=== YOUR TASK ===
Once you reach the line containing "Gemini está procesando" in the entries below, write out that line and each one after it down to the line containing "ganó la Copa", exactly and with nothing added.

** Opening SOURCE DATA block **

//! Interactive question/answer loop.

use crate::agent::{FifaAgent, Session};
use crate::config::Variant;
use crate::error::Result;
use std::future::Future;
use std::io::{ErrorKind, Write};
use tokio::io::{AsyncBufRead, AsyncBufReadExt};
use tracing::debug;

pub const EXIT_WORDS: &[&str] = &["salir", "exit", "quit"];
pub const PROMPT: &str = "👤 Tu pregunta: ";
pub const FAREWELL: &str = "👋 ¡Hasta luego!";

pub fn is_exit_command(input: &str) -> bool {
    let input = input.trim();
    EXIT_WORDS.iter().any(|w| input.eq_ignore_ascii_case(w))
}

/// Something that answers one question at a time.
pub trait Responder {
    fn respond(&mut self, query: &str) -> impl Future<Output = Result<String>>;
}

/// An agent plus the conversation it is having.
pub struct ChatSession {
    agent: FifaAgent,
    session: Session,
}

impl ChatSession {
    pub fn new(agent: FifaAgent, max_history_exchanges: usize) -> Self {
        Self {
            agent,
            session: Session::new(max_history_exchanges),
        }
    }

    pub fn session(&self) -> &Session {
        &self.session
    }
}

impl Responder for ChatSession {
    async fn respond(&mut self, query: &str) -> Result<String> {
        let reply = self.agent.respond(&mut self.session, query).await?;
        if !reply.search_queries.is_empty() {
            debug!(queries = ?reply.search_queries, "model searched the web");
        }
        Ok(reply.render())
    }
}

/// Per-variant text around the loop.
#[derive(Debug, Clone)]
pub struct Banner {
    pub intro: Vec<String>,
    pub thinking: String,
    pub speaker: String,
}

impl Banner {
    pub fn for_variant(variant: Variant) -> Self {
        let lines = |ls: &[&str]| ls.iter().map(|s| s.to_string()).collect::<Vec<_>>();
        match variant {
            Variant::Classic => Self {
                intro: lines(&[
                    "🏆 FIFA World Cup Agent - ¡Pregúntame sobre la Copa del Mundo!",
                    "Ejemplos: '¿Quién ganó en 2014?', '¿Cuántos goles hizo Messi en 2022?', '¿Qué país tiene más Mundiales?'",
                    "Escribe 'salir' para terminar.",
                    "",
                ]),
                thinking: "🤖 Gemini está procesando tu pregunta...".into(),
                speaker: "Agente".into(),
            },
            Variant::Plus => Self {
                intro: lines(&[
                    "🏆 FIFA World Cup Agent Plus - Gemini 2.5 Flash con Google Search",
                    "🧠 Capacidades:",
                    "   • Conocimiento extenso sobre Copas del Mundo (1930-2022)",
                    "   • Búsqueda web en tiempo real con Google Search",
                    "   • Estadísticas detalladas de jugadores y países",
                    "   • Noticias actuales de FIFA y fútbol",
                    "   • Datos curiosos y récords históricos",
                    "   • Análisis de rendimiento por países",
                    "",
                    "Ejemplos de consultas:",
                    "• '¿Quién ganó la Copa del Mundo 2022?'",
                    "• '¿Cuáles son las últimas noticias de FIFA?'",
                    "• '¿Cuáles son los máximos goleadores de Mundiales?'",
                    "• 'Información actual sobre Messi 2024'",
                    "• 'Datos curiosos sobre la Copa del Mundo'",
                    "• '¿Cuál fue el mejor Mundial de la historia?'",
                    "",
                    "Escribe 'salir' para terminar.",
                    "",
                ]),
                thinking: "🤖 Gemini 2.5 Flash con herramientas procesando...".into(),
                speaker: "Experto FIFA".into(),
            },
        }
    }
}

/// Why the loop stopped.
#[derive(Debug, Clone, Copy, PartialEq, Eq)]
pub enum ExitReason {
    ExitCommand,
    EndOfInput,
    Interrupted,
}

/// Read questions from `input` until an exit word, end of input or Ctrl-C.
///
/// Errors from a turn are printed and the loop goes on; only I/O failures on
/// the terminal itself end it with an error.
pub async fn run<S, R, W>(
    responder: &mut S,
    input: R,
    out: &mut W,
    banner: &Banner,
) -> Result<ExitReason>
where
    S: Responder,
    R: AsyncBufRead + Unpin,
    W: Write,
{
    let ctrl_c = async {
        if tokio::signal::ctrl_c().await.is_err() {
            std::future::pending::<()>().await;
        }
    };
    run_until(responder, input, out, banner, ctrl_c).await
}

/// Same as [`run`], but stops with [`ExitReason::Interrupted`] once `shutdown` resolves.
pub async fn run_until<S, R, W, F>(
    responder: &mut S,
    mut input: R,
    out: &mut W,
    banner: &Banner,
    shutdown: F,
) -> Result<ExitReason>
where
    S: Responder,
    R: AsyncBufRead + Unpin,
    W: Write,
    F: Future<Output = ()>,
{
    tokio::pin!(shutdown);

    for line in &banner.intro {
        writeln!(out, "{line}")?;
    }

    loop {
        write!(out, "{PROMPT}")?;
        out.flush()?;

        let mut line = String::new();
        let read = tokio::select! {
            read = input.read_line(&mut line) => read,
            _ = &mut shutdown => {
                writeln!(out, "\n{FAREWELL}")?;
                return Ok(ExitReason::Interrupted);
            }
        };

        let read = match read {
            Ok(read) => read,
            // The undecodable line is already consumed.
            Err(e) if e.kind() == ErrorKind::InvalidData => {
                writeln!(out, "❌ Error: {e}\n")?;
                continue;
            }
            Err(e) => return Err(e.into()),
        };

        if read == 0 {
            writeln!(out, "\n{FAREWELL}")?;
            return Ok(ExitReason::EndOfInput);
        }

        let query = line.trim();
        if is_exit_command(query) {
            writeln!(out, "{FAREWELL}")?;
            return Ok(ExitReason::ExitCommand);
        }
        if query.is_empty() {
            continue;
        }

        writeln!(out, "{}", banner.thinking)?;
        out.flush()?;

        let result = tokio::select! {
            result = responder.respond(query) => result,
            _ = &mut shutdown => {
                writeln!(out, "\n{FAREWELL}")?;
                return Ok(ExitReason::Interrupted);
            }
        };

        match result {
            Ok(answer) => writeln!(out, "🏆 {}: {answer}\n", banner.speaker)?,
            Err(e) => writeln!(out, "❌ Error: {e}\n")?,
        }
    }
}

** Closing SOURCE DATA block **

=== SOLVED EXERCISE ===
                thinking: "🤖 Gemini está procesando tu pregunta...".into(),
                speaker: "Agente".into(),
            },
            Variant::Plus => Self {
                intro: lines(&[
                    "🏆 FIFA World Cup Agent Plus - Gemini 2.5 Flash con Google Search",
                    "🧠 Capacidades:",
                    "   • Conocimiento extenso sobre Copas del Mundo (1930-2022)",
                    "   • Búsqueda web en tiempo real con Google Search",
                    "   • Estadísticas detalladas de jugadores y países",
                    "   • Noticias actuales de FIFA y fútbol",
                    "   • Datos curiosos y récords históricos",
                    "   • Análisis de rendimiento por países",
                    "",
                    "Ejemplos de consultas:",
                    "• '¿Quién ganó la Copa del Mundo 2022?'",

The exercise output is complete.